Your answer should be the full set of records, printed exactly as they stand.
Extracted data Block Start
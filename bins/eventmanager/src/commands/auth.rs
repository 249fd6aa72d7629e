//! Account commands

use super::{password_or_prompt, Context};
use anyhow::Result;
use clap::Subcommand;
use eventmanager_api_client::models::{
    ChangePasswordRequest, ForgotPasswordRequest, LoginRequest, RegisterRequest,
    ResetPasswordRequest, Role, UserData, VerifyOtpRequest,
};
use eventmanager_api_client::ApiError;
use eventmanager_cli::output::{capitalize_first, format_timestamp, Status};

#[derive(Subcommand)]
pub enum AuthAction {
    /// Create an account
    Register {
        /// Full name
        #[arg(long)]
        name: String,

        /// Email address
        #[arg(long)]
        email: String,

        /// student or admin
        #[arg(long)]
        role: Option<String>,

        /// Password (prompted when omitted)
        #[arg(long, env = "EVENTMANAGER_PASSWORD", hide_env_values = true)]
        password: Option<String>,
    },

    /// Log in and remember the session
    Login {
        /// Email address
        #[arg(long)]
        email: String,

        /// student or admin
        #[arg(long, default_value = "student")]
        role: String,

        /// Password (prompted when omitted)
        #[arg(long, env = "EVENTMANAGER_PASSWORD", hide_env_values = true)]
        password: Option<String>,
    },

    /// Forget the saved session
    Logout,

    /// Show the logged-in account
    Whoami,

    /// Email a password-reset code
    ForgotPassword {
        /// Email address
        #[arg(long)]
        email: String,
    },

    /// Check a password-reset code
    VerifyOtp {
        /// Email address
        #[arg(long)]
        email: String,

        /// Six-digit code from the email
        #[arg(long)]
        otp: String,
    },

    /// Set a new password with a reset code
    ResetPassword {
        /// Email address
        #[arg(long)]
        email: String,

        /// Six-digit code from the email
        #[arg(long)]
        otp: String,

        /// New password (prompted when omitted)
        #[arg(long, env = "EVENTMANAGER_PASSWORD", hide_env_values = true)]
        password: Option<String>,
    },

    /// Change your password
    ChangePassword {
        /// Current password (prompted when omitted)
        #[arg(long)]
        old_password: Option<String>,

        /// New password (prompted when omitted)
        #[arg(long)]
        new_password: Option<String>,
    },
}

pub async fn run(action: AuthAction, ctx: &Context) -> Result<()> {
    match action {
        AuthAction::Register {
            name,
            email,
            role,
            password,
        } => register(ctx, name, email, role, password).await,
        AuthAction::Login {
            email,
            role,
            password,
        } => login(ctx, email, &role, password).await,
        AuthAction::Logout => logout(ctx),
        AuthAction::Whoami => whoami(ctx).await,
        AuthAction::ForgotPassword { email } => forgot_password(ctx, email).await,
        AuthAction::VerifyOtp { email, otp } => verify_otp(ctx, email, otp).await,
        AuthAction::ResetPassword {
            email,
            otp,
            password,
        } => reset_password(ctx, email, otp, password).await,
        AuthAction::ChangePassword {
            old_password,
            new_password,
        } => change_password(ctx, old_password, new_password).await,
    }
}

/// A new password and its confirmation; a password given on the command
/// line confirms itself
fn new_password(given: Option<String>, prompt: &str, flag: &str) -> Result<(String, String)> {
    if let Some(password) = given {
        return Ok((password.clone(), password));
    }
    let password = password_or_prompt(None, prompt, flag)?;
    let confirm = password_or_prompt(None, "Confirm password", flag)?;
    Ok((password, confirm))
}

fn print_user(user: &UserData) {
    Status::field("Name", &user.name);
    Status::field("Email", &user.email);
    Status::field("Role", &capitalize_first(user.role.as_str()));
    if let Some(created) = &user.created_at {
        Status::field("Member since", &format_timestamp(created));
    }
}

async fn register(
    ctx: &Context,
    name: String,
    email: String,
    role: Option<String>,
    password: Option<String>,
) -> Result<()> {
    let role = role.map(|r| r.parse::<Role>()).transpose()?;
    let (password, confirm_password) = new_password(password, "Password", "--password")?;
    let request = RegisterRequest {
        email,
        name,
        password,
        confirm_password,
        role,
    };

    let client = ctx.client()?;
    let response = ctx
        .track("Creating account...", client.auth().register(&request))
        .await?;

    let summary = serde_json::json!({
        "message": response.base.message,
        "user": response.user,
    });
    ctx.emit(&summary, || {
        Status::success(
            response
                .base
                .message
                .as_deref()
                .unwrap_or("Account created"),
        );
        Status::info(&format!(
            "Log in with: eventmanager auth login --email {}",
            request.email
        ));
    })
}

async fn login(ctx: &Context, email: String, role: &str, password: Option<String>) -> Result<()> {
    let role: Role = role.parse()?;
    let password = password_or_prompt(password, "Password", "--password")?;
    let request = LoginRequest {
        email,
        password,
        role,
    };

    let client = ctx.client()?;
    let response = ctx.track("Logging in...", client.auth().login(&request)).await?;

    // Tokens stay in the session file, never on stdout
    let summary = serde_json::json!({
        "message": response.base.message,
        "user": response.user,
    });
    ctx.emit(&summary, || {
        if let Some(user) = &response.user {
            Status::success(&format!(
                "Logged in as {} ({})",
                user.name,
                capitalize_first(user.role.as_str())
            ));
        }
    })
}

fn logout(ctx: &Context) -> Result<()> {
    let client = ctx.client()?;
    let was_logged_in = client.session().is_logged_in();
    client.auth().logout()?;

    ctx.emit(&serde_json::json!({ "logged_out": was_logged_in }), || {
        if was_logged_in {
            Status::success("Logged out");
        } else {
            Status::info("Not logged in");
        }
    })
}

async fn whoami(ctx: &Context) -> Result<()> {
    let client = ctx.client()?;
    let response = ctx.track("Loading profile...", client.auth().profile()).await?;
    let user = response
        .user
        .clone()
        .ok_or_else(|| ApiError::Rejected("Profile response did not include a user".to_string()))?;

    ctx.emit(&response, || {
        Status::header("Profile");
        print_user(&user);
    })
}

async fn forgot_password(ctx: &Context, email: String) -> Result<()> {
    let client = ctx.client()?;
    let request = ForgotPasswordRequest { email };
    let response = ctx
        .track("Requesting reset code...", client.auth().forgot_password(&request))
        .await?;

    ctx.emit(&response, || {
        Status::success(
            response
                .base
                .message
                .as_deref()
                .unwrap_or("A reset code was sent to your email"),
        );
        if let Some(otp) = &response.otp {
            Status::info(&format!("Reset code: {otp}"));
        }
    })
}

async fn verify_otp(ctx: &Context, email: String, otp: String) -> Result<()> {
    let client = ctx.client()?;
    let response = client
        .auth()
        .verify_otp(&VerifyOtpRequest { email, otp })
        .await?;

    ctx.emit(&response, || {
        Status::success(response.base.message.as_deref().unwrap_or("Code verified"));
    })
}

async fn reset_password(
    ctx: &Context,
    email: String,
    otp: String,
    password: Option<String>,
) -> Result<()> {
    let (new_password, confirm_password) = new_password(password, "New password", "--password")?;
    let request = ResetPasswordRequest {
        email,
        otp,
        new_password,
        confirm_password,
    };

    let client = ctx.client()?;
    let response = ctx
        .track("Resetting password...", client.auth().reset_password(&request))
        .await?;

    ctx.emit(&response, || {
        Status::success(
            response
                .base
                .message
                .as_deref()
                .unwrap_or("Password reset"),
        );
    })
}

async fn change_password(
    ctx: &Context,
    old_password: Option<String>,
    new: Option<String>,
) -> Result<()> {
    let client = ctx.client()?;
    if !client.session().is_logged_in() {
        return Err(ApiError::NotAuthenticated.into());
    }

    let old_password = password_or_prompt(old_password, "Current password", "--old-password")?;
    let (new_password, confirm_password) = new_password(new, "New password", "--new-password")?;
    let request = ChangePasswordRequest {
        old_password,
        new_password,
        confirm_password,
    };

    let response = ctx
        .track("Changing password...", client.auth().change_password(&request))
        .await?;

    ctx.emit(&response, || {
        Status::success(
            response
                .base
                .message
                .as_deref()
                .unwrap_or("Password changed"),
        );
    })
}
Extracted data Block End
Solution for this exercise
filename bins/eventmanager/src/commands/auth.rs
repository 249fd6aa72d7629e
//! Account commands

use super::{password_or_prompt, Context};
use anyhow::Result;
use clap::Subcommand;
use eventmanager_api_client::models::{
    ChangePasswordRequest, ForgotPasswordRequest, LoginRequest, RegisterRequest,
    ResetPasswordRequest, Role, UserData, VerifyOtpRequest,
};
use eventmanager_api_client::ApiError;
use eventmanager_cli::output::{capitalize_first, format_timestamp, Status};

#[derive(Subcommand)]
pub enum AuthAction {
    /// Create an account
    Register {
        /// Full name
        #[arg(long)]
        name: String,

        /// Email address
        #[arg(long)]
        email: String,

        /// student or admin
        #[arg(long)]
        role: Option<String>,

        /// Password (prompted when omitted)
        #[arg(long, env = "EVENTMANAGER_PASSWORD", hide_env_values = true)]
        password: Option<String>,
    },

    /// Log in and remember the session
    Login {
        /// Email address
        #[arg(long)]
        email: String,

        /// student or admin
        #[arg(long, default_value = "student")]
        role: String,

        /// Password (prompted when omitted)
        #[arg(long, env = "EVENTMANAGER_PASSWORD", hide_env_values = true)]
        password: Option<String>,
    },

    /// Forget the saved session
    Logout,

    /// Show the logged-in account
    Whoami,

    /// Email a password-reset code
    ForgotPassword {
        /// Email address
        #[arg(long)]
        email: String,
    },

    /// Check a password-reset code
    VerifyOtp {
        /// Email address
        #[arg(long)]
        email: String,

        /// Six-digit code from the email
        #[arg(long)]
        otp: String,
    },

    /// Set a new password with a reset code
    ResetPassword {
        /// Email address
        #[arg(long)]
        email: String,

        /// Six-digit code from the email
        #[arg(long)]
        otp: String,

        /// New password (prompted when omitted)
        #[arg(long, env = "EVENTMANAGER_PASSWORD", hide_env_values = true)]
        password: Option<String>,
    },

    /// Change your password
    ChangePassword {
        /// Current password (prompted when omitted)
        #[arg(long)]
        old_password: Option<String>,

        /// New password (prompted when omitted)
        #[arg(long)]
        new_password: Option<String>,
    },
}

pub async fn run(action: AuthAction, ctx: &Context) -> Result<()> {
    match action {
        AuthAction::Register {
            name,
            email,
            role,
            password,
        } => register(ctx, name, email, role, password).await,
        AuthAction::Login {
            email,
            role,
            password,
        } => login(ctx, email, &role, password).await,
        AuthAction::Logout => logout(ctx),
        AuthAction::Whoami => whoami(ctx).await,
        AuthAction::ForgotPassword { email } => forgot_password(ctx, email).await,
        AuthAction::VerifyOtp { email, otp } => verify_otp(ctx, email, otp).await,
        AuthAction::ResetPassword {
            email,
            otp,
            password,
        } => reset_password(ctx, email, otp, password).await,
        AuthAction::ChangePassword {
            old_password,
            new_password,
        } => change_password(ctx, old_password, new_password).await,
    }
}

/// A new password and its confirmation; a password given on the command
/// line confirms itself
fn new_password(given: Option<String>, prompt: &str, flag: &str) -> Result<(String, String)> {
    if let Some(password) = given {
        return Ok((password.clone(), password));
    }
    let password = password_or_prompt(None, prompt, flag)?;
    let confirm = password_or_prompt(None, "Confirm password", flag)?;
    Ok((password, confirm))
}

fn print_user(user: &UserData) {
    Status::field("Name", &user.name);
    Status::field("Email", &user.email);
    Status::field("Role", &capitalize_first(user.role.as_str()));
    if let Some(created) = &user.created_at {
        Status::field("Member since", &format_timestamp(created));
    }
}

async fn register(
    ctx: &Context,
    name: String,
    email: String,
    role: Option<String>,
    password: Option<String>,
) -> Result<()> {
    let role = role.map(|r| r.parse::<Role>()).transpose()?;
    let (password, confirm_password) = new_password(password, "Password", "--password")?;
    let request = RegisterRequest {
        email,
        name,
        password,
        confirm_password,
        role,
    };

    let client = ctx.client()?;
    let response = ctx
        .track("Creating account...", client.auth().register(&request))
        .await?;

    let summary = serde_json::json!({
        "message": response.base.message,
        "user": response.user,
    });
    ctx.emit(&summary, || {
        Status::success(
            response
                .base
                .message
                .as_deref()
                .unwrap_or("Account created"),
        );
        Status::info(&format!(
            "Log in with: eventmanager auth login --email {}",
            request.email
        ));
    })
}

async fn login(ctx: &Context, email: String, role: &str, password: Option<String>) -> Result<()> {
    let role: Role = role.parse()?;
    let password = password_or_prompt(password, "Password", "--password")?;
    let request = LoginRequest {
        email,
        password,
        role,
    };

    let client = ctx.client()?;
    let response = ctx.track("Logging in...", client.auth().login(&request)).await?;

    // Tokens stay in the session file, never on stdout
    let summary = serde_json::json!({
        "message": response.base.message,
        "user": response.user,
    });
    ctx.emit(&summary, || {
        if let Some(user) = &response.user {
            Status::success(&format!(
                "Logged in as {} ({})",
                user.name,
                capitalize_first(user.role.as_str())
            ));
        }
    })
}

fn logout(ctx: &Context) -> Result<()> {
    let client = ctx.client()?;
    let was_logged_in = client.session().is_logged_in();
    client.auth().logout()?;

    ctx.emit(&serde_json::json!({ "logged_out": was_logged_in }), || {
        if was_logged_in {
            Status::success("Logged out");
        } else {
            Status::info("Not logged in");
        }
    })
}

async fn whoami(ctx: &Context) -> Result<()> {
    let client = ctx.client()?;
    let response = ctx.track("Loading profile...", client.auth().profile()).await?;
    let user = response
        .user
        .clone()
        .ok_or_else(|| ApiError::Rejected("Profile response did not include a user".to_string()))?;

    ctx.emit(&response, || {
        Status::header("Profile");
        print_user(&user);
    })
}

async fn forgot_password(ctx: &Context, email: String) -> Result<()> {
    let client = ctx.client()?;
    let request = ForgotPasswordRequest { email };
    let response = ctx
        .track("Requesting reset code...", client.auth().forgot_password(&request))
        .await?;

    ctx.emit(&response, || {
        Status::success(
            response
                .base
                .message
                .as_deref()
                .unwrap_or("A reset code was sent to your email"),
        );
        if let Some(otp) = &response.otp {
            Status::info(&format!("Reset code: {otp}"));
        }
    })
}

async fn verify_otp(ctx: &Context, email: String, otp: String) -> Result<()> {
    let client = ctx.client()?;
    let response = client
        .auth()
        .verify_otp(&VerifyOtpRequest { email, otp })
        .await?;

    ctx.emit(&response, || {
        Status::success(response.base.message.as_deref().unwrap_or("Code verified"));
    })
}

async fn reset_password(
    ctx: &Context,
    email: String,
    otp: String,
    password: Option<String>,
) -> Result<()> {
    let (new_password, confirm_password) = new_password(password, "New password", "--password")?;
    let request = ResetPasswordRequest {
        email,
        otp,
        new_password,
        confirm_password,
    };

    let client = ctx.client()?;
    let response = ctx
        .track("Resetting password...", client.auth().reset_password(&request))
        .await?;

    ctx.emit(&response, || {
        Status::success(
            response
                .base
                .message
                .as_deref()
                .unwrap_or("Password reset"),
        );
    })
}

async fn change_password(
    ctx: &Context,
    old_password: Option<String>,
    new: Option<String>,
) -> Result<()> {
    let client = ctx.client()?;
    if !client.session().is_logged_in() {
        return Err(ApiError::NotAuthenticated.into());
    }

    let old_password = password_or_prompt(old_password, "Current password", "--old-password")?;
    let (new_password, confirm_password) = new_password(new, "New password", "--new-password")?;
    let request = ChangePasswordRequest {
        old_password,
        new_password,
        confirm_password,
    };

    let response = ctx
        .track("Changing password...", client.auth().change_password(&request))
        .await?;

    ctx.emit(&response, || {
        Status::success(
            response
                .base
                .message
                .as_deref()
                .unwrap_or("Password changed"),
        );
    })
}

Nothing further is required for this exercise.